Normal jobs look like this:
www/mozilla-firefox(build) [9452] 41% unchanged for 92 seconds
This contains:
- an optional ‘~’ squiggle marker (see below),
- the pkgpath being built,
- the step currently being run,
- an optional ‘!’ for ports with the ‘unjunk’ property.
- an optional ‘+’ for ports built in memory.
- the pid running that task (note that this is always a pid on the host running dpb: for distributed builds, it will be an ssh(1) to another machine),
- the current size of the log file (displayed as a percentage if previous build statistics are available).
- and a possible notice that things might be stuck when the log file doesn't change for long periods.
And fetch jobs look like this:
<dist-3.0.tgz(#1) [4321] 25%
This contains:
- the file being fetched
- the number of the
MASTER_SITE
being tried - the pid of the ftp(1) process (note that fetch jobs are always local).
- a progress percentage.
This is followed by a host line, containing the name of each host used by dpb. Host names may be tagged with kde3 or kde4. They are followed by a ‘`-'’ for unresponsive hosts, and the pid of the ssh master for distant hosts.
This ends with a summary display:
- I=
- number of built packages that can be installed.
- B=
- number of built packages, not yet known to be installable, because of run depends that still need to be built.
- Q=
- number of packages in the queue, e.g., stuff that can be built now, assuming we have a free slot.
- T=
- number of packages to build, where dependencies are not yet resolved.
- F=
- number of distfiles to fetch, when
-f
is used. - !=
- number of ignored packages. Details in engine.log.
- L=
- list of packages that cannot currently be built because of locks.
- E=
- list of packages in error, that cannot currently be built.
- H=
- list of packages that haven't shown up yet, usually due to nfs, but watch out for revision bumps.
If those three lists are empty, they won't even show up. Packages in errors may be followed by a ‘!’ if they prevent junk from happening.

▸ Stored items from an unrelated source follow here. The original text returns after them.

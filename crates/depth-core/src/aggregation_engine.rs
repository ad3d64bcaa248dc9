//! Aggregation engine orchestrator.
//!
//! Owns the [`BookState`] and the two derived trackers and applies feed
//! events to all three as one step:
//! - `InitSnapshot` rebuilds everything and moves the engine to `Ready`.
//! - `LevelChanged` updates the book, then extrema, then cumulative curves.
//! - `BestPriceChanged` only touches extrema.
//! - `Reset` drops back to `Uninitialized`.
//!
//! The engine itself is single-threaded; see [`crate::shared`] for the
//! single-writer / multi-reader wrapper.

use tracing::debug;

use crate::book_state::BookState;
use crate::cumulative::{CumulativeCurve, CumulativeCurveBuilder};
use crate::extrema::{ExtremaState, ExtremaTracker};
use crate::level::{Price, PriceLevel, Volume};
use crate::messages::{
    BestPriceChanged, DepthView, EngineState, FeedEvent, LevelChanged, Snapshot, ViewQuery,
    ViewResponse,
};
use crate::side::Side;

/// What happened to an event passed to [`AggregationEngine::apply`].
#[derive(Debug, Clone, Copy, PartialEq, Eq)]
pub enum ApplyOutcome {
    /// The event changed engine state; the version was bumped.
    Applied,
    /// The event had no effect (engine not ready, or a no-op removal).
    Ignored,
}

/// Incremental market-depth aggregator for a single instrument.
#[derive(Debug, Clone, Default)]
pub struct AggregationEngine {
    state: EngineState,
    book: BookState,
    extrema: ExtremaTracker,
    cumulative: CumulativeCurveBuilder,

    /// Bumped on every applied event, never reset.
    version: u64,
}

impl AggregationEngine {
    /// Create a new, uninitialized engine.
    pub fn new() -> Self {
        AggregationEngine::default()
    }

    /// Apply a single feed event.
    pub fn apply(&mut self, event: FeedEvent) -> ApplyOutcome {
        let outcome = match event {
            FeedEvent::InitSnapshot(snapshot) => self.process_init_snapshot(snapshot),
            FeedEvent::LevelChanged(change) => self.process_level_changed(change),
            FeedEvent::BestPriceChanged(best) => self.process_best_price_changed(best),
            FeedEvent::Reset => self.process_reset(),
        };

        if outcome == ApplyOutcome::Applied {
            self.version += 1;
        }
        outcome
    }

    pub fn state(&self) -> EngineState {
        self.state
    }

    pub fn is_ready(&self) -> bool {
        self.state == EngineState::Ready
    }

    pub fn version(&self) -> u64 {
        self.version
    }

    // -------------------------------------------------------------------------
    // Read surface
    // -------------------------------------------------------------------------

    /// Resting levels of one side, ascending by price.
    pub fn current_book(&self, side: Side) -> Vec<PriceLevel> {
        self.book.levels(side).collect()
    }

    pub fn current_extrema(&self) -> ExtremaState {
        *self.extrema.state()
    }

    /// Cumulative curve of one side, ascending by price.
    pub fn current_cumulative(&self, side: Side) -> CumulativeCurve {
        self.cumulative.curve(side)
    }

    /// Cumulative volume from the best price out to `price`. O(log n).
    pub fn cumulative_at(&self, side: Side, price: Price) -> Option<Volume> {
        self.cumulative.cumulative_at(side, price)
    }

    /// Total resting volume of one side. O(log n).
    pub fn side_total(&self, side: Side) -> Volume {
        self.cumulative.total(side)
    }

    pub fn get(&self, price: Price) -> Option<PriceLevel> {
        self.book.get(price)
    }

    pub fn book(&self) -> &BookState {
        &self.book
    }

    /// All outputs captured together.
    pub fn view(&self) -> DepthView {
        DepthView {
            version: self.version,
            state: self.state,
            bids: self.current_book(Side::Bid),
            asks: self.current_book(Side::Ask),
            extrema: self.current_extrema(),
            cumulative_bids: self.current_cumulative(Side::Bid),
            cumulative_asks: self.current_cumulative(Side::Ask),
        }
    }

    /// Answer a renderer query from the current state.
    pub fn answer(&self, query: ViewQuery) -> ViewResponse {
        let version = self.version;
        match query {
            ViewQuery::Extrema => ViewResponse::Extrema {
                version,
                extrema: self.current_extrema(),
            },
            ViewQuery::Book(side) => ViewResponse::Book {
                version,
                side,
                levels: self.current_book(side),
            },
            ViewQuery::Cumulative(side) => ViewResponse::Cumulative {
                version,
                side,
                curve: self.current_cumulative(side),
            },
            ViewQuery::Full => ViewResponse::Full { view: self.view() },
        }
    }

    // -------------------------------------------------------------------------
    // Internal handlers
    // -------------------------------------------------------------------------

    fn process_init_snapshot(&mut self, snapshot: Snapshot) -> ApplyOutcome {
        self.book.reset(snapshot.levels);
        self.extrema.rebuild(&self.book);
        // The book has already dropped empty and duplicate levels.
        let levels = self.book.all_levels();
        self.cumulative.full_rebuild(levels);
        self.state = EngineState::Ready;

        debug!(
            bids = self.book.side_len(Side::Bid),
            asks = self.book.side_len(Side::Ask),
            "depth snapshot loaded"
        );
        ApplyOutcome::Applied
    }

    fn process_level_changed(&mut self, msg: LevelChanged) -> ApplyOutcome {
        if !self.is_ready() {
            debug!(price = %msg.price, "level change before snapshot dropped");
            return ApplyOutcome::Ignored;
        }

        let change = self.book.apply_update(msg.price, msg.side, msg.volume);
        if change.is_noop() {
            return ApplyOutcome::Ignored;
        }

        // A price the feed moved across sides leaves its old side first.
        if let Some(displaced) = change.displaced {
            let other = change.side.opposite();
            self.extrema.on_level_updated(
                &self.book,
                change.price,
                other,
                displaced,
                Volume::ZERO,
            );
            self.cumulative.incremental_patch(other, change.price, -displaced);
        }

        self.extrema.on_level_updated(
            &self.book,
            change.price,
            change.side,
            change.old_volume,
            change.new_volume,
        );
        self.cumulative
            .incremental_patch(change.side, change.price, change.delta());

        ApplyOutcome::Applied
    }

    fn process_best_price_changed(&mut self, msg: BestPriceChanged) -> ApplyOutcome {
        if !self.is_ready() {
            debug!(price = %msg.price, "best price before snapshot dropped");
            return ApplyOutcome::Ignored;
        }

        self.extrema.on_best_changed(msg.side, msg.price);
        ApplyOutcome::Applied
    }

    fn process_reset(&mut self) -> ApplyOutcome {
        self.book.clear();
        self.extrema.clear();
        self.cumulative.clear();
        self.state = EngineState::Uninitialized;

        debug!("depth engine reset");
        ApplyOutcome::Applied
    }
}
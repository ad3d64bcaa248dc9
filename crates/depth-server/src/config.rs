//! Configuration for the depth TCP server.
//!
//! Values are layered, later layers winning:
//!
//! 1. built-in defaults
//! 2. an optional TOML file (`--config`)
//! 3. environment variables:
//!    - `DEPTH_BIND_ADDR`   (default: "0.0.0.0")
//!    - `DEPTH_PORT`        (default: "9100")
//!    - `DEPTH_MAX_CLIENTS` (default: "1024")
//!    - `DEPTH_FEED_QUEUE`  (default: "4096")
//! 4. command-line flags (applied by `main`)

use std::env;
use std::fs;
use std::path::{Path, PathBuf};
use std::str::FromStr;

use serde::Deserialize;
use thiserror::Error;

#[derive(Debug, Error)]
pub enum ConfigError {
    #[error("failed to read config file {path}")]
    Io {
        path: PathBuf,
        #[source]
        source: std::io::Error,
    },

    #[error("invalid config file: {0}")]
    Parse(#[from] toml::de::Error),

    #[error("invalid value {value:?} for {key}: {reason}")]
    InvalidEnv {
        key: &'static str,
        value: String,
        reason: String,
    },

    #[error("{0} must be greater than zero")]
    Zero(&'static str),
}

/// Server configuration.
#[derive(Debug, Clone, PartialEq, Eq, Deserialize)]
#[serde(default, deny_unknown_fields)]
pub struct Config {
    /// IP address / interface to bind to (e.g. "0.0.0.0" or "127.0.0.1").
    pub bind_addr: String,

    /// TCP port to listen on.
    pub port: u16,

    /// Maximum number of simultaneously connected clients.
    pub max_clients: usize,

    /// Capacity of the queue between feed connections and the writer task.
    /// A full queue back-pressures feed connections.
    pub feed_queue_capacity: usize,
}

impl Default for Config {
    fn default() -> Self {
        Config {
            bind_addr: "0.0.0.0".to_string(),
            port: 9100,
            max_clients: 1024,
            feed_queue_capacity: 4096,
        }
    }
}

impl Config {
    /// Defaults, then the TOML file at `path` (if any), then the environment.
    pub fn load(path: Option<&Path>) -> Result<Self, ConfigError> {
        let mut config = match path {
            Some(path) => {
                let text = fs::read_to_string(path).map_err(|source| ConfigError::Io {
                    path: path.to_path_buf(),
                    source,
                })?;
                Config::from_toml_str(&text)?
            }
            None => Config::default(),
        };
        config.apply_overrides(|key| env::var(key).ok())?;
        config.validate()?;
        Ok(config)
    }

    /// Parse a TOML document; missing keys keep their defaults.
    pub fn from_toml_str(text: &str) -> Result<Self, ConfigError> {
        Ok(toml::from_str(text)?)
    }

    /// Apply `DEPTH_*` overrides looked up through `lookup`.
    pub fn apply_overrides<F>(&mut self, lookup: F) -> Result<(), ConfigError>
    where
        F: Fn(&str) -> Option<String>,
    {
        if let Some(addr) = lookup("DEPTH_BIND_ADDR") {
            self.bind_addr = addr;
        }
        read_override(&lookup, "DEPTH_PORT", &mut self.port)?;
        read_override(&lookup, "DEPTH_MAX_CLIENTS", &mut self.max_clients)?;
        read_override(&lookup, "DEPTH_FEED_QUEUE", &mut self.feed_queue_capacity)?;
        Ok(())
    }

    pub fn validate(&self) -> Result<(), ConfigError> {
        if self.max_clients == 0 {
            return Err(ConfigError::Zero("max_clients"));
        }
        // tokio's bounded channel panics on a zero capacity.
        if self.feed_queue_capacity == 0 {
            return Err(ConfigError::Zero("feed_queue_capacity"));
        }
        Ok(())
    }

    /// Convenience: `addr:port` socket string.
    pub fn socket_addr_string(&self) -> String {
        format!("{}:{}", self.bind_addr, self.port)
    }
}

fn read_override<T, F>(lookup: &F, key: &'static str, slot: &mut T) -> Result<(), ConfigError>
where
    T: FromStr,
    T::Err: std::fmt::Display,
    F: Fn(&str) -> Option<String>,
{
    if let Some(value) = lookup(key) {
        *slot = value.trim().parse::<T>().map_err(|e| ConfigError::InvalidEnv {
            key,
            value: value.clone(),
            reason: e.to_string(),
        })?;
    }
    Ok(())
}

Note that those numbers refer to pkgpaths known to
dpb
. In general, those numbers will be slightly
higher than the actual number of packages being built, since several paths
may lead to the same package.
dpb
uses some heuristics to try to
maximise the queue as soon as possible. There are also provisions for a
feedback-directed build, where information from previous builds can be used
to try to build long-running jobs first.
Similarly, fetches will use the continue option of ftp(1), since distfiles are checksummed after the fetch anyways.
THE SQUIGGLE HEURISTICS
However, on machines with lots of cores, the basic scheduling
heuristics yields a tail of very small jobs, where
dpb
will mostly wait on
pkg_add(1) to solve dependencies. Starting with
OpenBSD 5.5, a new mechanism (squiggles) was
introduced to counter-balance this effect: big machines devote some of their
cores to ‘squiggles’, jobs that walk the queue in reverse,
thus building smallest ports first. As a result, small ports are built as a
trickle alongside the largest ports, thus offsetting the negative effect of
the exponential queue for a large part.
Note that ‘squiggles’ can be a non-integral value, usually lower than 1, in which case they represent the fraction of cores that should be affected to squiggles, as decided randomly at the start of each build. 0.7 or 0.8 might be a good choice for dual core machines.
LOCKS AND ERRORS
dpb
still uses the normal ports tree
mechanism while building, which includes LOCKDIR
.
When starting up dpb
will normally detect stale
locks from old dpb runs, and remove them. If this does not happen, builds
will stay stuck in their initial stage, that is:
show-prepare-results, patch,
build depending on the port. A telltale message
‘Awaiting lock ...’ can be found in the corresponding logfile
paths/pkgpath.log
In addition, when building a package, dpb
produces a lockfile in the locks directory, whose name is deduced from the
basic pkgpath with slashes replaced by dots. This lockfile is filled with
such info as the build start time or the host, or the needed dependencies
for this pkgpath.
The lockfile will also contain the name of a parent pkgpath, for paths that were discovered as dependencies. This is particularly useful for bogus paths, where it would be hard to know where the path came from otherwise.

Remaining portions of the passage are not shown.